# Boot instep the most important factor for minimising heel lift? Recommendations for low instep.



## Schoobang (Nov 4, 2019)

Danh78 said:


> regular width forefoot, slightly higher than average arches, skinny/bony ankles, narrow heel/achilles and chicken leg calves.


Same foot shape here! except for my instep that is quite high. 

In my experience instep does not affect heel hold as much as comfort. I am always looking for a well fitting boot for high instep, narrow foot and great heel hold. The best i found so far are Nitro Select. They work great performance wise, but causes pressure point on my instep. Might work well for you? I am replacing them with a pair of Nitro Chase boa this year but they seem to cause even more instep pain. I have only been wearing them around the house so they might just require break in. 
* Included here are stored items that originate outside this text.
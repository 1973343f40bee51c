use serde::ser::SerializeStruct;
use serde::{Serialize, Serializer};

/// Failure taxonomy for the produced interface.
///
/// Empty pools and empty algorithm output are kept apart from input errors so
/// a caller can suggest relaxing filters instead of fixing the request.
#[derive(Debug, thiserror::Error)]
pub enum GenerationError {
    #[error("invalid input: {0}")]
    InvalidInput(String),
    #[error("no tracks match filters")]
    EmptyPool,
    #[error("algorithm produced empty playlist")]
    EmptyResult,
    #[error("database error: {0}")]
    Database(#[from] sqlx::Error),
}

#[derive(Debug, Clone, Copy, PartialEq, Eq, Serialize)]
#[serde(rename_all = "snake_case")]
pub enum ErrorKind {
    Input,
    EmptyResult,
    Collaborator,
}

impl ErrorKind {
    pub fn as_str(self) -> &'static str {
        match self {
            Self::Input => "input",
            Self::EmptyResult => "empty_result",
            Self::Collaborator => "collaborator",
        }
    }
}

impl GenerationError {
    pub fn kind(&self) -> ErrorKind {
        match self {
            Self::InvalidInput(_) => ErrorKind::Input,
            Self::EmptyPool | Self::EmptyResult => ErrorKind::EmptyResult,
            Self::Database(_) => ErrorKind::Collaborator,
        }
    }
}

impl Serialize for GenerationError {
    fn serialize<S: Serializer>(&self, serializer: S) -> Result<S::Ok, S::Error> {
        let mut s = serializer.serialize_struct("GenerationError", 2)?;
        s.serialize_field("kind", self.kind().as_str())?;
        s.serialize_field("reason", &self.to_string())?;
        s.end()
    }
}
#![allow(dead_code)]

use desizone_playlist_lib::state::AppState;
use tempfile::TempDir;

pub struct TestDb {
    pub state: AppState,
    // Dropping the directory removes the database and exports
    pub dir: TempDir,
}

pub async fn open() -> TestDb {
    let dir = tempfile::tempdir().expect("tempdir");
    let db_path = dir.path().join("engine.db");
    let state = AppState::open(db_path.to_str().expect("utf-8 path"))
        .await
        .expect("open db")
        .with_export_dir(dir.path().join("exports").to_string_lossy().into_owned());
    TestDb { state, dir }
}

#[derive(Debug, Clone)]
pub struct SeedTrack {
    pub title: String,
    pub artist: String,
    pub genre: String,
    pub year: Option<i32>,
    pub duration_ms: i64,
    pub bpm: Option<f64>,
    pub energy: Option<f64>,
    pub rating: i32,
    pub is_jingle: bool,
    pub is_sweeper: bool,
    pub is_spot: bool,
    pub is_missing: bool,
}

impl SeedTrack {
    pub fn song(title: &str, artist: &str) -> Self {
        Self {
            title: title.to_string(),
            artist: artist.to_string(),
            genre: "Pop".to_string(),
            year: Some(2010),
            duration_ms: 180_000,
            bpm: Some(120.0),
            energy: Some(0.5),
            rating: 3,
            is_jingle: false,
            is_sweeper: false,
            is_spot: false,
            is_missing: false,
        }
    }

    pub fn jingle(title: &str) -> Self {
        Self {
            is_jingle: true,
            duration_ms: 8_000,
            genre: String::new(),
            ..Self::song(title, "Station")
        }
    }

    pub fn genre(mut self, genre: &str) -> Self {
        self.genre = genre.to_string();
        self
    }

    pub fn year(mut self, year: Option<i32>) -> Self {
        self.year = year;
        self
    }

    pub fn bpm(mut self, bpm: Option<f64>) -> Self {
        self.bpm = bpm;
        self
    }

    pub fn rating(mut self, rating: i32) -> Self {
        self.rating = rating;
        self
    }

    pub fn missing(mut self) -> Self {
        self.is_missing = true;
        self
    }

    pub fn spot(mut self) -> Self {
        self.is_spot = true;
        self
    }
}

pub async fn insert_track(db: &TestDb, t: &SeedTrack) -> i64 {
    sqlx::query(
        r#"
        INSERT INTO tracks
          (file_path, title, artist, genre, year, duration_ms, bpm, energy, rating,
           is_jingle, is_sweeper, is_spot, is_missing)
        VALUES (?, ?, ?, ?, ?, ?, ?, ?, ?, ?, ?, ?, ?)
        "#,
    )
    .bind(format!("/library/{}.mp3", t.title.replace(' ', "_")))
    .bind(&t.title)
    .bind(&t.artist)
    .bind(&t.genre)
    .bind(t.year)
    .bind(t.duration_ms)
    .bind(t.bpm)
    .bind(t.energy)
    .bind(t.rating)
    .bind(t.is_jingle)
    .bind(t.is_sweeper)
    .bind(t.is_spot)
    .bind(t.is_missing)
    .execute(&db.state.local_db)
    .await
    .expect("insert track")
    .last_insert_rowid()
}

/// `count` plain songs spread across `artists` distinct artists.
pub async fn seed_songs(db: &TestDb, count: usize, artists: usize) -> Vec<i64> {
    let mut ids = Vec::with_capacity(count);
    for i in 0..count {
        let t = SeedTrack::song(&format!("Song {i}"), &format!("Artist {}", i % artists.max(1)));
        ids.push(insert_track(db, &t).await);
    }
    ids
}

pub async fn add_to_category(db: &TestDb, track_id: i64, category_id: i64) {
    sqlx::query("INSERT INTO track_categories (track_id, category_id) VALUES (?, ?)")
        .bind(track_id)
        .bind(category_id)
        .execute(&db.state.local_db)
        .await
        .expect("insert category");
}

pub async fn insert_clock_template(db: &TestDb, hour: u8, day_of_week: Option<u8>, segments_json: &str) {
    sqlx::query("INSERT INTO clock_templates (hour, day_of_week, segments_json) VALUES (?, ?, ?)")
        .bind(hour as i64)
        .bind(day_of_week.map(|d| d as i64))
        .bind(segments_json)
        .execute(&db.state.local_db)
        .await
        .expect("insert clock template");
}

pub async fn playlist_row_count(db: &TestDb) -> i64 {
    sqlx::query_scalar("SELECT COUNT(*) FROM generated_playlists")
        .fetch_one(&db.state.local_db)
        .await
        .expect("count playlists")
}
use crate::db::library::Track;

/// Splice one jingle after every `every_n` music tracks.
///
/// Jingles are taken from `jingle_pool` in order, wrapping around, so station
/// IDs repeat. Nothing is appended after the final music track.
/// No-op when `every_n` is 0 or there are no jingles.
pub fn interleave(tracks: Vec<Track>, jingle_pool: &[Track], every_n: u32) -> Vec<Track> {
    if every_n < 1 || jingle_pool.is_empty() {
        return tracks;
    }

    let every_n = every_n as usize;
    let total = tracks.len();
    let mut out = Vec::with_capacity(total + total / every_n);
    let mut jingles = jingle_pool.iter().cycle();

    for (i, track) in tracks.into_iter().enumerate() {
        out.push(track);
        let music_so_far = i + 1;
        if music_so_far % every_n == 0 && music_so_far < total {
            if let Some(jingle) = jingles.next() {
                out.push(jingle.clone());
            }
        }
    }
    out
}
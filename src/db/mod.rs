pub mod library;
pub mod local;
pub mod playlists;
use crate::db::local::{self, EngineConfig};
use crate::error::GenerationError;
use crate::state::AppState;

pub fn get_engine_config(state: &AppState) -> EngineConfig {
    state.config.clone()
}

/// Persist `config` (normalized) and make it the live configuration.
pub async fn set_engine_config(
    state: &mut AppState,
    config: EngineConfig,
) -> Result<EngineConfig, GenerationError> {
    let config = config.normalized();
    local::save_engine_config(&state.local_db, &config).await?;
    log::info!(
        "[config] saved: export_dir={} max_track_count={} jingle_pool_limit={}",
        config.export_dir,
        config.max_track_count,
        config.jingle_pool_limit
    );
    state.config = config.clone();
    Ok(config)
}
/// Media library reads: the candidate pool builder and the jingle pool.
///
/// The library tables are owned by the scanner; this module only reads them.
/// Query failures never propagate out of the pool builders: they are logged
/// and reported as an empty pool, which callers already handle.
use chrono::{DateTime, TimeZone, Utc};
use serde::{Deserialize, Serialize};
use sqlx::sqlite::{SqlitePool, SqliteRow};
use sqlx::{QueryBuilder, Row, Sqlite};

use crate::error::GenerationError;

const TRACK_COLUMNS: &str = "id, file_path, title, artist, album, genre, year, duration_ms, bpm, \
     energy, mood, rating, play_count, last_played_at, is_jingle, is_sweeper, is_spot";

// ── Track ────────────────────────────────────────────────────────────────────

/// A row from the `tracks` table plus the run-scoped selection `weight`.
#[derive(Debug, Clone, Serialize, Deserialize)]
pub struct Track {
    pub id: i64,
    pub file_path: String,
    pub title: String,
    pub artist: String,
    pub album: String,
    pub genre: String,
    pub year: Option<i32>,
    pub duration_ms: i64,
    pub bpm: Option<f64>,
    /// 0.0..=1.0, computed upstream by the analyser
    pub energy: Option<f64>,
    pub mood: String,
    pub rating: i32,
    pub play_count: i64,
    pub last_played_at: Option<DateTime<Utc>>,
    pub is_jingle: bool,
    pub is_sweeper: bool,
    pub is_spot: bool,
    /// Only meaningful inside a pool; never persisted with the track
    #[serde(default = "default_weight")]
    pub weight: f64,
}

fn default_weight() -> f64 {
    1.0
}

impl Track {
    /// Energy with the neutral default applied.
    pub fn energy_level(&self) -> f64 {
        self.energy.unwrap_or(0.5)
    }

    /// Hours since the track last aired, `None` if it never has.
    pub fn hours_since_played(&self, now: DateTime<Utc>) -> Option<f64> {
        self.last_played_at
            .map(|played| (now - played).num_seconds().max(0) as f64 / 3600.0)
    }

    /// Neither jingle, sweeper nor spot.
    pub fn is_music(&self) -> bool {
        !(self.is_jingle || self.is_sweeper || self.is_spot)
    }
}

fn row_to_track(r: &SqliteRow) -> Track {
    let last_played_at = r
        .try_get::<Option<i64>, _>("last_played_at")
        .ok()
        .flatten()
        .and_then(|secs| Utc.timestamp_opt(secs, 0).single());

    Track {
        id: r.try_get("id").unwrap_or_default(),
        file_path: r.try_get("file_path").unwrap_or_default(),
        title: r.try_get("title").unwrap_or_default(),
        artist: r.try_get("artist").unwrap_or_default(),
        album: r.try_get("album").unwrap_or_default(),
        genre: r.try_get("genre").unwrap_or_default(),
        year: r.try_get::<Option<i32>, _>("year").ok().flatten(),
        duration_ms: r.try_get::<i64, _>("duration_ms").unwrap_or(0).max(0),
        bpm: r.try_get::<Option<f64>, _>("bpm").ok().flatten(),
        energy: r
            .try_get::<Option<f64>, _>("energy")
            .ok()
            .flatten()
            .map(|e| e.clamp(0.0, 1.0)),
        mood: r.try_get("mood").unwrap_or_default(),
        rating: r.try_get::<i32, _>("rating").unwrap_or(3).clamp(1, 5),
        play_count: r.try_get::<i64, _>("play_count").unwrap_or(0).max(0),
        last_played_at,
        is_jingle: r.try_get::<i64, _>("is_jingle").unwrap_or(0) != 0,
        is_sweeper: r.try_get::<i64, _>("is_sweeper").unwrap_or(0) != 0,
        is_spot: r.try_get::<i64, _>("is_spot").unwrap_or(0) != 0,
        weight: 1.0,
    }
}

// ── Filters ──────────────────────────────────────────────────────────────────

#[derive(Debug, Clone, Default, PartialEq, Serialize, Deserialize)]
#[serde(default)]
pub struct Filters {
    /// Track must belong to at least one of these (empty = any)
    pub category_ids: Vec<i64>,
    /// Case-insensitive partial match
    pub genre: Option<String>,
    pub include_jingles: bool,
    pub include_sweepers: bool,
    pub include_spots: bool,
    pub year_min: Option<i32>,
    pub year_max: Option<i32>,
    pub bpm_min: Option<f64>,
    pub bpm_max: Option<f64>,
    pub min_rating: Option<i32>,
}

impl Filters {
    pub fn validate(&self) -> Result<(), GenerationError> {
        if let (Some(min), Some(max)) = (self.year_min, self.year_max) {
            if min > max {
                return Err(GenerationError::InvalidInput(format!(
                    "year range is inverted ({min} > {max})"
                )));
            }
        }
        for bpm in [self.bpm_min, self.bpm_max].into_iter().flatten() {
            if !bpm.is_finite() || bpm < 0.0 {
                return Err(GenerationError::InvalidInput(format!(
                    "bpm bound {bpm} is not a non-negative number"
                )));
            }
        }
        if let (Some(min), Some(max)) = (self.bpm_min, self.bpm_max) {
            if min > max {
                return Err(GenerationError::InvalidInput(format!(
                    "bpm range is inverted ({min} > {max})"
                )));
            }
        }
        if let Some(rating) = self.min_rating {
            if !(1..=5).contains(&rating) {
                return Err(GenerationError::InvalidInput(format!(
                    "min_rating must be between 1 and 5, got {rating}"
                )));
            }
        }
        Ok(())
    }
}

/// Escape `%`, `_` and `\` so user text is matched literally by `LIKE ... ESCAPE '\'`.
fn like_pattern(needle: &str) -> String {
    let mut escaped = String::with_capacity(needle.len() + 2);
    escaped.push('%');
    for c in needle.to_lowercase().chars() {
        if matches!(c, '%' | '_' | '\\') {
            escaped.push('\\');
        }
        escaped.push(c);
    }
    escaped.push('%');
    escaped
}

fn push_pool_predicates(qb: &mut QueryBuilder<'_, Sqlite>, filters: &Filters) {
    qb.push(" WHERE is_missing = 0");

    if !filters.category_ids.is_empty() {
        qb.push(" AND id IN (SELECT track_id FROM track_categories WHERE category_id IN (");
        let mut separated = qb.separated(", ");
        for id in &filters.category_ids {
            separated.push_bind(*id);
        }
        separated.push_unseparated("))");
    }

    if let Some(genre) = filters
        .genre
        .as_deref()
        .map(str::trim)
        .filter(|g| !g.is_empty())
    {
        qb.push(" AND LOWER(genre) LIKE ")
            .push_bind(like_pattern(genre))
            .push(" ESCAPE '\\'");
    }

    if !filters.include_jingles {
        qb.push(" AND is_jingle = 0");
    }
    if !filters.include_sweepers {
        qb.push(" AND is_sweeper = 0");
    }
    if !filters.include_spots {
        qb.push(" AND is_spot = 0");
    }

    if let Some(min) = filters.year_min {
        qb.push(" AND year >= ").push_bind(min);
    }
    if let Some(max) = filters.year_max {
        qb.push(" AND year <= ").push_bind(max);
    }

    // A track without a bpm value is never disqualified by a bpm range
    if let Some(min) = filters.bpm_min {
        qb.push(" AND (bpm IS NULL OR bpm >= ").push_bind(min).push(")");
    }
    if let Some(max) = filters.bpm_max {
        qb.push(" AND (bpm IS NULL OR bpm <= ").push_bind(max).push(")");
    }

    if let Some(rating) = filters.min_rating {
        qb.push(" AND rating >= ").push_bind(rating);
    }
}

// ── Pool builders ────────────────────────────────────────────────────────────

async fn query_pool(pool: &SqlitePool, filters: &Filters) -> Result<Vec<Track>, sqlx::Error> {
    let mut qb: QueryBuilder<Sqlite> = QueryBuilder::new("SELECT ");
    qb.push(TRACK_COLUMNS).push(" FROM tracks");
    push_pool_predicates(&mut qb, filters);
    qb.push(" ORDER BY id ASC");

    let rows = qb.build().fetch_all(pool).await?;
    Ok(rows.iter().map(row_to_track).collect())
}

/// Every non-missing track satisfying `filters`, in id order, each with weight 1.0.
pub async fn build_pool(pool: &SqlitePool, filters: &Filters) -> Vec<Track> {
    match query_pool(pool, filters).await {
        Ok(tracks) => {
            log::debug!("[pool] {} candidate tracks", tracks.len());
            tracks
        }
        Err(e) => {
            log::warn!("[pool] pool query failed, treating as empty: {e}");
            Vec::new()
        }
    }
}

/// Cardinality of `build_pool(filters)` without materialising the rows.
pub async fn count_pool(pool: &SqlitePool, filters: &Filters) -> i64 {
    let mut qb: QueryBuilder<Sqlite> = QueryBuilder::new("SELECT COUNT(*) FROM tracks");
    push_pool_predicates(&mut qb, filters);

    match qb.build_query_scalar::<i64>().fetch_one(pool).await {
        Ok(n) => n,
        Err(e) => {
            log::warn!("[pool] pool count failed, treating as empty: {e}");
            0
        }
    }
}

/// Up to `limit` jingles in random order. Re-queried on every call.
pub async fn fetch_jingle_pool(pool: &SqlitePool, limit: u32) -> Vec<Track> {
    let sql = format!(
        "SELECT {TRACK_COLUMNS} FROM tracks \
         WHERE is_jingle = 1 AND is_missing = 0 \
         ORDER BY RANDOM() LIMIT ?"
    );
    match sqlx::query(&sql).bind(limit as i64).fetch_all(pool).await {
        Ok(rows) => rows.iter().map(row_to_track).collect(),
        Err(e) => {
            log::warn!("[pool] jingle query failed, interleaving disabled: {e}");
            Vec::new()
        }
    }
}
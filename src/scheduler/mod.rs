pub mod clockwheel;
pub mod jingles;
pub mod rotation;
pub mod selection;
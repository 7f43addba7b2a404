// SPDX-License-Identifier: MIT
// Copyright 2026 Roland Dreier <roland@rolandd.dev>

//! Error types for the report run.
//!
//! Fetch-level errors (`AuthError`, `HttpError`) end the current fetch but
//! keep whatever was collected. `DeliveryError` is non-fatal once the CSV
//! exists. Everything else bubbles up through `AppError`.

/// Token refresh failed (network or provider rejection).
#[derive(Debug, thiserror::Error)]
pub enum AuthError {
    #[error("Token refresh request failed: {0}")]
    Transport(String),

    #[error("Token endpoint rejected refresh (HTTP {status}): {body}")]
    Rejected { status: u16, body: String },

    #[error("Token endpoint returned an unusable response: {0}")]
    Malformed(String),
}

impl AuthError {
    /// HTTP status of the rejection, if the provider answered at all.
    pub fn status(&self) -> Option<u16> {
        match self {
            AuthError::Rejected { status, .. } => Some(*status),
            _ => None,
        }
    }
}

/// A page request failed terminally.
#[derive(Debug, thiserror::Error)]
pub enum HttpError {
    #[error("Eventix request failed: {0}")]
    Transport(String),

    #[error("Eventix API still unauthorized after token refresh: {body}")]
    Unauthorized { body: String },

    #[error("Eventix API error (HTTP {status}): {body}")]
    Status { status: u16, body: String },

    #[error("Eventix response could not be decoded: {0}")]
    Decode(String),
}

impl HttpError {
    /// HTTP status carried by the error, if any.
    pub fn status(&self) -> Option<u16> {
        match self {
            HttpError::Unauthorized { .. } => Some(401),
            HttpError::Status { status, .. } => Some(*status),
            _ => None,
        }
    }
}

/// Sending the report email failed.
#[derive(Debug, thiserror::Error)]
pub enum DeliveryError {
    #[error("No mail transport configured")]
    NotConfigured,

    #[error("Mail transport error: {0}")]
    Transport(String),

    #[error("Mail provider rejected message (HTTP {status}): {body}")]
    Rejected { status: u16, body: String },

    #[error("Mail address parse error: {0}")]
    Address(String),

    #[error("Mail build error: {0}")]
    Build(String),
}

/// Token persistence write failure. Reads never fail; they yield "no token".
#[derive(Debug, thiserror::Error)]
pub enum StoreError {
    #[error("Token file I/O error: {0}")]
    Io(#[from] std::io::Error),

    #[error("Token serialization error: {0}")]
    Serialize(#[from] serde_json::Error),
}

/// CSV rendering failure.
#[derive(Debug, thiserror::Error)]
pub enum ReportError {
    #[error("Report I/O error: {0}")]
    Io(#[from] std::io::Error),

    #[error("CSV error: {0}")]
    Csv(#[from] csv::Error),
}

/// Top-level error for a report run.
#[derive(Debug, thiserror::Error)]
pub enum AppError {
    #[error(transparent)]
    Auth(#[from] AuthError),

    #[error(transparent)]
    Http(#[from] HttpError),

    #[error(transparent)]
    Delivery(#[from] DeliveryError),

    #[error(transparent)]
    Report(#[from] ReportError),

    #[error("Internal error: {0}")]
    Internal(#[from] anyhow::Error),
}

/// Result type alias for the crate.
pub type Result<T> = std::result::Result<T, AppError>;

/// Truncate a response body for logging, respecting char boundaries.
pub fn truncate_body(body: &str, max_chars: usize) -> String {
    match body.char_indices().nth(max_chars) {
        Some((idx, _)) => format!("{}…", &body[..idx]),
        None => body.to_string(),
    }
}

/// Maximum number of body characters carried into logs and errors.
pub const LOG_BODY_LIMIT: usize = 500;
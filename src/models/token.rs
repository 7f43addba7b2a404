// SPDX-License-Identifier: MIT
// Copyright 2026 Roland Dreier <roland@rolandd.dev>

//! Persisted OAuth token pair.

use serde::{Deserialize, Deserializer, Serialize};

/// Safety buffer before expiry during which a stored token is no longer
/// handed out (1 hour).
pub const FRESHNESS_BUFFER_SECS: i64 = 60 * 60;

/// Access/refresh token pair as stored in the token file.
#[derive(Debug, Clone, PartialEq, Eq, Serialize, Deserialize)]
pub struct TokenRecord {
    pub access_token: String,
    pub refresh_token: String,
    /// When the access token becomes invalid (unix seconds)
    #[serde(deserialize_with = "unix_seconds")]
    pub expires_at: i64,
}

impl TokenRecord {
    /// Build a record expiring `expires_in` seconds after `now`.
    pub fn issued_at(
        access_token: impl Into<String>,
        refresh_token: impl Into<String>,
        expires_in: i64,
        now: i64,
    ) -> Self {
        Self {
            access_token: access_token.into(),
            refresh_token: refresh_token.into(),
            expires_at: now.saturating_add(expires_in),
        }
    }

    /// Whether the access token is still usable at `now`, including the buffer.
    pub fn is_fresh_at(&self, now: i64) -> bool {
        self.expires_at > now.saturating_add(FRESHNESS_BUFFER_SECS)
    }
}

/// Accept integer or fractional unix seconds; older writers stored floats.
fn unix_seconds<'de, D>(deserializer: D) -> Result<i64, D::Error>
where
    D: Deserializer<'de>,
{
    let value = f64::deserialize(deserializer)?;
    if !value.is_finite() {
        return Err(serde::de::Error::custom("expires_at must be finite"));
    }
    Ok(value.floor() as i64)
}

#[cfg(test)]
mod tests {
    use super::*;

    #[test]
    fn test_freshness_uses_one_hour_buffer() {
        let now = 1_700_000_000;
        let record = TokenRecord::issued_at("a", "r", FRESHNESS_BUFFER_SECS, now);
        assert!(!record.is_fresh_at(now));

        let record = TokenRecord::issued_at("a", "r", FRESHNESS_BUFFER_SECS + 1, now);
        assert!(record.is_fresh_at(now));
    }

    #[test]
    fn test_reads_fractional_expiry() {
        let json = r#"{"access_token":"a","refresh_token":"r","expires_at":1700000000.75}"#;
        let record: TokenRecord = serde_json::from_str(json).unwrap();
        assert_eq!(record.expires_at, 1_700_000_000);
    }

    #[test]
    fn test_writes_integer_expiry() {
        let record = TokenRecord::issued_at("a", "r", 10, 100);
        let json = serde_json::to_string(&record).unwrap();
        assert!(json.contains(r#""expires_at":110"#));
    }
}
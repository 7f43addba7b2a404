// SPDX-License-Identifier: MIT
// Copyright 2026 Roland Dreier <roland@rolandd.dev>

//! Daily sales report run.
//!
//! Handles the whole workflow:
//! 1. Fetch all order pages for the window (token refresh on 401)
//! 2. Normalize orders and write the CSV
//! 3. Summarize and mail the report with the CSV attached
//!
//! A fetch that yields nothing is fatal and triggers an error mail; a mail
//! failure after the CSV exists is only logged.

use crate::config::Config;
use crate::error::{AppError, Result};
use crate::models::{ReportSummary, ReportWindow};
use crate::services::eventix::EventixClient;
use crate::services::fetcher::OrderFetcher;
use crate::services::mailer::{Attachment, Email, Mailer};
use crate::services::normalize::normalize_all;
use crate::services::refresher::TokenRefresher;
use crate::services::report;
use crate::services::token_store::TokenStore;
use std::path::PathBuf;
use std::time::Duration;

/// Result of a successful run.
#[derive(Debug)]
pub struct RunOutcome {
    pub csv_path: PathBuf,
    pub summary: ReportSummary,
    /// Pagination ended early; the report covers fewer orders than exist
    pub partial: bool,
    /// The report mail was accepted by the transport
    pub delivered: bool,
}

/// Wires the fetcher, output directory and mailer together for one run.
pub struct DailyReport {
    fetcher: OrderFetcher,
    mailer: Mailer,
    output_dir: PathBuf,
}

impl DailyReport {
    pub fn new(fetcher: OrderFetcher, mailer: Mailer, output_dir: PathBuf) -> Self {
        Self {
            fetcher,
            mailer,
            output_dir,
        }
    }

    /// Build all collaborators from config, using `store` for tokens.
    pub fn from_config(config: &Config, store: TokenStore) -> Result<Self> {
        let timeout = Duration::from_secs(config.http_timeout_secs);

        let client = EventixClient::new(
            config.api_base.clone(),
            config.company_guid.clone(),
            config.endpoint,
            timeout,
        )?;
        let refresher = TokenRefresher::new(
            config.auth_url.clone(),
            &config.credentials,
            config.token_encoding,
            timeout,
        )?;
        let fetcher = OrderFetcher::new(
            client,
            refresher,
            store,
            config.credentials.clone(),
            config.per_page,
        );
        let mailer = Mailer::from_config(&config.mail, timeout)?;

        Ok(Self::new(fetcher, mailer, config.output_dir.clone()))
    }

    /// Produce and deliver the report for `window`.
    pub async fn run(&mut self, window: &ReportWindow) -> Result<RunOutcome> {
        tracing::info!(
            date = %window.date,
            start = %window.start,
            end = %window.end,
            "Starting daily sales report"
        );

        let mut fetched = self.fetcher.fetch_all(window).await;
        let partial = fetched.error.is_some();

        if fetched.is_total_failure() {
            let error = match fetched.error.take() {
                Some(e) => AppError::Http(e),
                None => AppError::Internal(anyhow::anyhow!("order fetch failed")),
            };
            tracing::error!(error = %error, "Could not fetch orders");
            self.notify_failure(window, &error).await;
            return Err(error);
        }

        if let Some(e) = &fetched.error {
            tracing::warn!(
                error = %e,
                collected = fetched.orders.len(),
                "Continuing with partial order data"
            );
        }

        let orders = normalize_all(&fetched.orders);
        let csv_path = match report::write_csv(&orders, &self.output_dir, window.date) {
            Ok(path) => path,
            Err(e) => {
                let error = AppError::Report(e);
                tracing::error!(error = %error, "Could not write CSV");
                self.notify_failure(window, &error).await;
                return Err(error);
            }
        };

        let summary = report::summarize(&orders);
        tracing::info!(
            orders = summary.order_count,
            revenue = summary.total_revenue,
            "Report summarized"
        );

        let delivered = match self.deliver(window, &summary, partial, &csv_path).await {
            Ok(()) => {
                tracing::info!(path = %csv_path.display(), "Report sent");
                true
            }
            Err(e) => {
                tracing::error!(error = %e, path = %csv_path.display(), "Failed to send report email, CSV was created");
                false
            }
        };

        Ok(RunOutcome {
            csv_path,
            summary,
            partial,
            delivered,
        })
    }

    async fn deliver(
        &self,
        window: &ReportWindow,
        summary: &ReportSummary,
        partial: bool,
        csv_path: &std::path::Path,
    ) -> Result<()> {
        let attachment = Attachment::from_path(csv_path).map_err(crate::error::ReportError::Io)?;
        let email = Email {
            subject: report::render_subject(window.date, summary),
            body: report::render_body(window, summary, partial),
            attachments: vec![attachment],
        };
        self.mailer.send(&email).await?;
        Ok(())
    }

    /// Best-effort error mail to operators.
    async fn notify_failure(&self, window: &ReportWindow, error: &AppError) {
        let email = Email {
            subject: report::render_error_subject(window.date),
            body: report::render_error_body(window.date, &error.to_string()),
            attachments: Vec::new(),
        };
        if let Err(e) = self.mailer.send(&email).await {
            tracing::warn!(error = %e, "Failed to send error report email");
        }
    }
}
I tried Salomon Malamutes last season but couldn't get the heel hold to work. The Nitros just grips my chicken legs so much better. Burton Ions and K2 Thraxis did not work at all with my feet on snow even if the felt ok in store (actually the K2 never felt good but I really wanted it to work out). Thirtytwo and Vans feels nice in store but I haven´t tested on snow.


----------



## Danh78 (12 mo ago)

Schoobang said:


> Same foot shape here! except for my instep that is quite high.
> 
> In my experience instep does not affect heel hold as much as comfort. I am always looking for a well fitting boot for high instep, narrow foot and great heel hold. The best i found so far are Nitro Select. They work great performance wise, but causes pressure point on my instep. Might work well for you? I am replacing them with a pair of Nitro Chase boa this year but they seem to cause even more instep pain. I have only been wearing them around the house so they might just require break in.
> 
> I tried Salomon Malamutes last season but couldn't get the heel hold to work. The Nitros just grips my chicken legs so much better. Burton Ions and K2 Thraxis did not work at all with my feet on snow even if the felt ok in store (actually the K2 never felt good but I really wanted it to work out). Thirtytwo and Vans feels nice in store but I haven´t tested on snow.


I'll look into the Nitro Select. Nitros are pretty hard to come by in the UK, not sure if there's even a shop here where I could have a fitting. 
ThirtyTwo TM-2 felt good in the shop and that was a wide version. They didn't have regular width but I thought I'd get a general feel for the liners after hearing lots of people say they're a tight fit on the top of the foot. There was too much lateral movement, to be expected, but my heel felt pretty locked down. I need to try a regular width.

I see what you're saying with high insteps, I expect comfort is a greater issue than heel lift as you will naturally have less vertical play in the boot, but at the same time have disproportionate pressure on the top of your foot given your skinny ankles/legs.


----------



## Elevation212 (Apr 21, 2019)

Couple things, 1 i find the best investment for boot fit are 1. snuggness at toes 2. custom footbeds. Stock footbeds are hot garbage, invest the $50 in a good set of footbeds that align to your foot shape and you'll be much happier. 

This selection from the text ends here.